President of the Douglas-Coldwell Foundation
- Incumbent
- Assumed office September 13, 2022
- Preceded by: Karl Belanger

Member of Parliament for London—Fanshawe
- In office January 23, 2006 – October 21, 2019
- Preceded by: Pat O'Brien
- Succeeded by: Lindsay Mathyssen

Chair of the Standing Committee on Status of Women
- In office November 15, 2011 – April 22, 2012
- Minister: Rona Ambrose
- Preceded by: Niki Ashton
- Succeeded by: Marie-Claude Morin

Member of the Ontario Provincial Parliament for Middlesex
- In office September 6, 1990 – June 7, 1995
- Preceded by: Doug Reycraft
- Succeeded by: Bruce Smith

Personal details
- Born: August 16, 1951 (age 74) London, Ontario, Canada
- Party: New Democratic Party
- Spouse: Keith Mathyssen
- Children: Lindsay Mathyssen
- Profession: Community activist; high school teacher;

= Irene Mathyssen =

Canadian politician (born 1951)

Irene R. Mathyssen (born August 16, 1951) is a Canadian politician and was a Member of Parliament in the House of Commons of Canada from 2006 until 2019. She was previously a New Democratic Party Member of Provincial Parliament (MPP) in Ontario from 1990 to 1995, and briefly served as a minister in the government of Premier Bob Rae.

==Background==
Mathyssen was educated at the University of Western Ontario from 1970 to 1975, receiving a Bachelor of Arts degree in English and Drama, and a Bachelor of Education degree.
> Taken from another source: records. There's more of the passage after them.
use serde::Deserialize;

/// Lower bound applied to the configured crawl concurrency
pub const MIN_CONCURRENCY: usize = 8;

/// Main configuration structure for Blocked-Domains
#[derive(Debug, Clone, Deserialize)]
pub struct Config {
    #[serde(default)]
    pub crawler: CrawlerConfig,
    pub site: SiteConfig,
    pub pager: PagerConfig,
    pub rows: RowConfig,
    pub filter: FilterConfig,
    #[serde(default)]
    pub output: OutputConfig,
    #[serde(default)]
    pub targets: Vec<TargetEntry>,
}

/// Crawler behavior configuration
#[derive(Debug, Clone, Deserialize)]
pub struct CrawlerConfig {
    /// Number of pages fetched concurrently (floored at `MIN_CONCURRENCY`)
    #[serde(default)]
    pub concurrency: Option<usize>,

    /// Attempts per page before the page is dropped
    #[serde(rename = "max-retries", default = "default_max_retries")]
    pub max_retries: u32,

    /// Pause between two attempts on the same page (milliseconds)
    #[serde(rename = "retry-delay-ms", default = "default_retry_delay_ms")]
    pub retry_delay_ms: u64,

    /// Capacity of the record channel between crawl tasks and the aggregator
    #[serde(rename = "channel-capacity", default = "default_channel_capacity")]
    pub channel_capacity: usize,

    /// Per-request timeout (seconds)
    #[serde(rename = "request-timeout-secs", default = "default_request_timeout_secs")]
    pub request_timeout_secs: u64,

    /// Fixed User-Agent header sent with every request
    #[serde(rename = "user-agent", default = "default_user_agent")]
    pub user_agent: String,
}

impl CrawlerConfig {
    /// Returns the concurrency the scheduler actually runs with
    ///
    /// A configured value is floored at `MIN_CONCURRENCY`. Without one, twice the
    /// available parallelism is used, with the same floor.
    pub fn effective_concurrency(&self) -> usize {
        let requested = self.concurrency.unwrap_or_else(|| {
            std::thread::available_parallelism()
                .map(|n| n.get() * 2)
                .unwrap_or(MIN_CONCURRENCY)
        });
        requested.max(MIN_CONCURRENCY)
    }
}

impl Default for CrawlerConfig {
    fn default() -> Self {
        Self {
            concurrency: None,
            max_retries: default_max_retries(),
            retry_delay_ms: default_retry_delay_ms(),
            channel_capacity: default_channel_capacity(),
            request_timeout_secs: default_request_timeout_secs(),
            user_agent: default_user_agent(),
        }
    }
}

/// Listing site URL layout
#[derive(Debug, Clone, Deserialize)]
pub struct SiteConfig {
    /// Common prefix of every listing URL
    #[serde(rename = "base-url")]
    pub base_url: String,

    /// Suffix appended to a target path for the page-range probe
    #[serde(rename = "probe-suffix")]
    pub probe_suffix: String,

    /// Suffix appended to a target path, followed by the page index
    #[serde(rename = "page-suffix")]
    pub page_suffix: String,
}

/// Selectors locating the "last page" link of the paging control
#[derive(Debug, Clone, Deserialize)]
pub struct PagerConfig {
    pub container: String,
    pub link: String,
    #[serde(default = "default_attr")]
    pub attr: String,
    /// Separator between the link prefix and the page number
    pub splitter: String,
}

/// Selectors locating result rows and their fields
#[derive(Debug, Clone, Deserialize)]
pub struct RowConfig {
    pub container: String,
    pub link: String,
    #[serde(default = "default_attr")]
    pub attr: String,
    pub blocked: String,
    pub restricted: String,
}

/// Threshold and patterns applied to the crawled records
#[derive(Debug, Clone, Deserialize)]
pub struct FilterConfig {
    /// Minimum blocked percentage for a record to be kept
    pub percent: u32,

    /// Pattern a kept value must match to yield a domain
    #[serde(rename = "domain-regex")]
    pub domain_regex: String,

    /// Capture group holding the domain (defaults to the second-to-last group)
    #[serde(rename = "domain-group", default)]
    pub domain_group: Option<usize>,

    /// Pattern recognizing IP literals among the aggregated values
    #[serde(rename = "ip-regex")]
    pub ip_regex: String,
}

/// Output configuration
#[derive(Debug, Clone, Deserialize)]
pub struct OutputConfig {
    /// Directory holding all output files
    #[serde(default = "default_output_dir")]
    pub dir: String,

    /// Audit log of every crawled record
    #[serde(rename = "raw-file", default = "default_raw_file")]
    pub raw_file: String,

    /// Final deduplicated domain list
    #[serde(rename = "domain-file", default = "default_domain_file")]
    pub domain_file: String,

    /// Final IP list
    #[serde(rename = "ip-file", default = "default_ip_file")]
    pub ip_file: String,
}

impl Default for OutputConfig {
    fn default() -> Self {
        Self {
            dir: default_output_dir(),
            raw_file: default_raw_file(),
            domain_file: default_domain_file(),
            ip_file: default_ip_file(),
        }
    }
}

/// One crawl source of the listing site
#[derive(Debug, Clone, Deserialize)]
pub struct TargetEntry {
    pub name: String,

    /// Path segment appended to the site base URL
    pub path: String,

    pub referer: String,

    #[serde(default = "default_enabled")]
    pub enabled: bool,

    /// First page to crawl (0-based)
    #[serde(default)]
    pub from: u32,

    /// Last page to crawl; the probed last page when omitted
    #[serde(default)]
    pub to: Option<u32>,
}

fn default_max_retries() -> u32 {
    3
}

fn default_retry_delay_ms() -> u64 {
    500
}

fn default_channel_capacity() -> usize {
    1600
}

fn default_request_timeout_secs() -> u64 {
    30
}

fn default_user_agent() -> String {
    "Mozilla/5.0 (X11; Ubuntu; Linux x86_64; rv:76.0) Gecko/20100101 Firefox/76.0".to_string()
}

fn default_attr() -> String {
    "href".to_string()
}

fn default_output_dir() -> String {
    "publish".to_string()
}

fn default_raw_file() -> String {
    "raw.txt".to_string()
}

fn default_domain_file() -> String {
    "domains.txt".to_string()
}

fn default_ip_file() -> String {
    "ip.txt".to_string()
}

fn default_enabled() -> bool {
    true
}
She taught English at Saunders Secondary School in London, Ontario, until 2006 except for a five-year break between 1990 and 1995 when she was an MPP. She served on the District 11 Ontario Secondary School Teachers' Federation Political Action Committee. She was a vocal opponent of the Invasion of Iraq in 2003 and participated in many local peace rallies. Mathyssen was a member of the Ontario Health Coalition. She was president of the Middlesex NDP riding association from 1989 to 1990.

==Provincial politics==
She was elected to represent the riding of Middlesex in the Legislative Assembly of Ontario in the 1990 provincial election, defeating incumbent Liberal Doug Reycraft by 520 votes (out of 38,382 cast). She served as a government Whip from 1990 to 1991, and was a parliamentary assistant to the Minister of the Environment from 1991 to 1994. In that capacity she announced that 6 million dollars would be spent on the cleanup of beaches in rural areas which were closed mostly due to agricultural runoff issues. In 1993, she voted against a government bill to allow a municipal expansion into her rural riding. During the debate she lamented about her lack of influence on the bill. She said, "There have been times when I felt utterly powerless in all of this. It's a strange feeling for one who came here with such high hopes."

On October 21, 1994, she was named a Minister without Portfolio, responsible for Culture, Tourism and Recreation.

The NDP was defeated by the Progressive Conservative Party in the 1995 provincial election, and Mathyssen was defeated in Middlesex, finishing third behind Reycraft and winner Progressive Conservative Bruce Smith.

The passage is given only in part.